Das richtige Paar klingt nicht nur besser — es hilft dir auch, dein Timing zu festigen, jedes Detail zu hören und dabei dein Gehör zu schützen. Und falls du dich fragst, welches Modell unsere ganze Probenrunde dazu gebracht hat, ihr altes Gear schief anzusehen? Scroll weiter. Du lernst gleich deinen neuen Favoriten kennen.

So haben wir getestet

  • Latenz (überwacht beim Aufnehmen und Live-Spielen)
  • Frequenzgang (getestet über den gesamten hörbaren Bereich, 20 Hz–20 kHz)
  • Geräuschisolierung (getestet mit realistischem Proberaum-Lärm und dB-Messungen)
  • Komfort (bewertet nach Sessions von 4+ Stunden)
  • Haltbarkeit (Schweiß-, Fall- und Kabelbelastungstests)
  • Preis-Leistungs-Verhältnis (basierend auf Sound, Verarbeitung und mitgeliefertem Zubehör)

Die besten IEMs für Musiker

  • Soundbrenner Wave & Wave Pro
  • Shure SE535
  • Etymotic ER2XR
  • KZ ZS10
  • Westone Pro X10
  • Audio-Technica ATH-E40
  • Sennheiser IE 200

1. Soundbrenner

Wave Pro (9.7/10) : Best Overall

Wave (9.5/10) : Best Value

Soundbrenner Wave Pro

Wave Pro

Preis: 399 € (or 227 € if you catch the sale)

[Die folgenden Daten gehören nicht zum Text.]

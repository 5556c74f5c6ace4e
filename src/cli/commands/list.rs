//! List command - one discovery pass, printed as a JSON array.

use crate::config::Settings;

use crate::cli::args::PluginDirArgs;

/// Discover plugins with the given overrides and render the JSON output.
pub fn render(dirs: &PluginDirArgs, mut config: Settings) -> anyhow::Result<String> {
    dirs.apply(&mut config);
    let urls = config.discovery_config().discover()?;
    Ok(serde_json::to_string_pretty(&urls)?)
}

/// Run the list command.
pub fn run(dirs: PluginDirArgs, config: Settings) {
    match render(&dirs, config) {
        Ok(json) => println!("{json}"),
        Err(e) => {
            eprintln!("Error: {e}");
            std::process::exit(1);
        }
    }
}
//! Plugin discovery and hot reload for dashboard backends.
//!
//! Watches plugin directories, keeps a cached list of servable plugin base
//! paths in step with what is on disk, and serves that list and the plugin
//! files over HTTP.

pub mod cli;
pub mod config;
#[cfg(feature = "http-server")]
pub mod http;
pub mod logging;
pub mod plugins;
pub mod watcher;

pub use config::Settings;
pub use plugins::{DiscoveryConfig, PluginListCache, PluginRoot, ReloadMode};
pub use watcher::{ChangeSignal, SubtreeRewatcher, WatchRegistry};
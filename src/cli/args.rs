//! CLI argument parsing using clap.
//!
//! Contains the Cli struct, Commands enum, and the shared plugin directory flags.

use clap::{
    Args, Parser, Subcommand,
    builder::styling::{AnsiColor, Effects, Styles},
};
use std::path::PathBuf;

use crate::config::Settings;

fn clap_cargo_style() -> Styles {
    Styles::styled()
        .header(AnsiColor::Cyan.on_default() | Effects::BOLD)
        .usage(AnsiColor::Cyan.on_default() | Effects::BOLD)
        .literal(AnsiColor::Green.on_default())
        .placeholder(AnsiColor::Green.on_default())
}

/// Plugin discovery and hot-reload server
#[derive(Parser)]
#[command(
    name = "pluginwatch",
    version = env!("CARGO_PKG_VERSION"),
    about = "Plugin discovery and hot-reload server",
    long_about = "Watch plugin directories and serve the list of valid plugins and their files over HTTP.",
    next_line_help = true,
    styles = clap_cargo_style()
)]
pub struct Cli {
    /// Path to custom settings.toml file
    #[arg(short, long, global = true)]
    pub config: Option<PathBuf>,

    #[command(subcommand)]
    pub command: Commands,
}

/// Available CLI commands
#[derive(Subcommand)]
pub enum Commands {
    /// Serve the plugin list and plugin files, reloading on changes
    #[command(about = "Start the plugin HTTP server")]
    Serve {
        #[command(flatten)]
        dirs: PluginDirArgs,

        /// Address to bind (overrides config)
        #[arg(long, env = "PLUGINWATCH_BIND")]
        bind: Option<String>,

        /// Seconds between directory reconciliation passes (overrides config)
        #[arg(long)]
        watch_interval: Option<u64>,
    },

    /// Print the discovered plugin base paths as JSON
    #[command(about = "Run discovery once and print the plugin list")]
    List {
        #[command(flatten)]
        dirs: PluginDirArgs,
    },

    /// Show the effective configuration
    #[command(about = "Display active settings")]
    Config,
}

/// Plugin directory flags shared by `serve` and `list`.
#[derive(Args, Debug, Default, Clone)]
pub struct PluginDirArgs {
    /// Directory holding user plugins
    #[arg(long, value_name = "DIR")]
    pub plugins_dir: Option<PathBuf>,

    /// Directory holding plugins shipped with the server
    #[arg(long, value_name = "DIR")]
    pub static_plugins_dir: Option<PathBuf>,

    /// URL prefix the server is mounted under
    #[arg(long, value_name = "URL")]
    pub base_url: Option<String>,

    /// Compute the plugin list once and never reload it
    #[arg(long)]
    pub in_cluster: bool,
}

impl PluginDirArgs {
    /// Apply flags on top of loaded settings.
    pub fn apply(&self, settings: &mut Settings) {
        if let Some(dir) = &self.plugins_dir {
            settings.plugins.plugin_dir = dir.clone();
        }
        if let Some(dir) = &self.static_plugins_dir {
            settings.plugins.static_plugin_dir = Some(dir.clone());
        }
        if let Some(base) = &self.base_url {
            settings.plugins.base_url = base.clone();
        }
        if self.in_cluster {
            settings.plugins.in_cluster = true;
        }
    }
}
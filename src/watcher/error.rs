//! Error types for the plugin directory watcher.

use std::path::PathBuf;
use thiserror::Error;

/// Errors from watcher operations.
///
/// None of these are fatal to the process: the rewatcher logs them and
/// retries on its next reconciliation pass.
#[derive(Error, Debug)]
pub enum WatchError {
    #[error("Failed to initialize watcher: {reason}")]
    InitFailed { reason: String },

    #[error("Cannot watch path {path}: {reason}")]
    PathWatchFailed { path: PathBuf, reason: String },

    #[error("Cannot unwatch path {path}: {reason}")]
    PathUnwatchFailed { path: PathBuf, reason: String },

    #[error("File system event error: {details}")]
    EventError { details: String },

    #[error("Failed to walk {path}: {reason}")]
    WalkFailed { path: PathBuf, reason: String },
}

impl From<notify::Error> for WatchError {
    fn from(e: notify::Error) -> Self {
        WatchError::InitFailed {
            reason: e.to_string(),
        }
    }
}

  • Treiber-Typ: Quad-Treiber-Hybrid-Array: 10-mm-Bass mit Beryllium-Beschichtung, 8-mm-Polymer-Mitten und 6-mm-Hochtöner mit Titanverstärkung
  • Frequenzgang: 20 Hz – 20 kHz

Wave

Preis: 219 € (or 121 € if you catch the sale)

  • Treiber-Typ: 10-mm-Dynamiktreiber mit Doppelmagnet und Balanced-Armature-Hochtöner
  • Frequenzgang: 20 Hz – 20 kHz

Hör zu, ich war völlig bereit, diese Dinger abzuschreiben. Kabelgebundene IEMs von einer Metronom-Firma? Niedlich. Ich dachte, ich teste sie, zucke mit den Schultern und werfe sie dann in meine Schublade. Plot Twist: Seit sie angekommen sind, haben sie meine Gear-Bag nicht mehr verlassen.

Ich setze die Szene: Ich bin mitten in einer Bandprobe in einer schlecht schallisolierten Garage. Unser Drummer geht komplett auf Animal. Der Sänger brüllt in ein heißes Mikro. Meine alten Earbuds rutschen, ich drehe die Lautstärke hoch, und trotzdem höre ich meine verdammte Gitarre nicht richtig. Frust pur. Danach das Klingeln in den Ohren.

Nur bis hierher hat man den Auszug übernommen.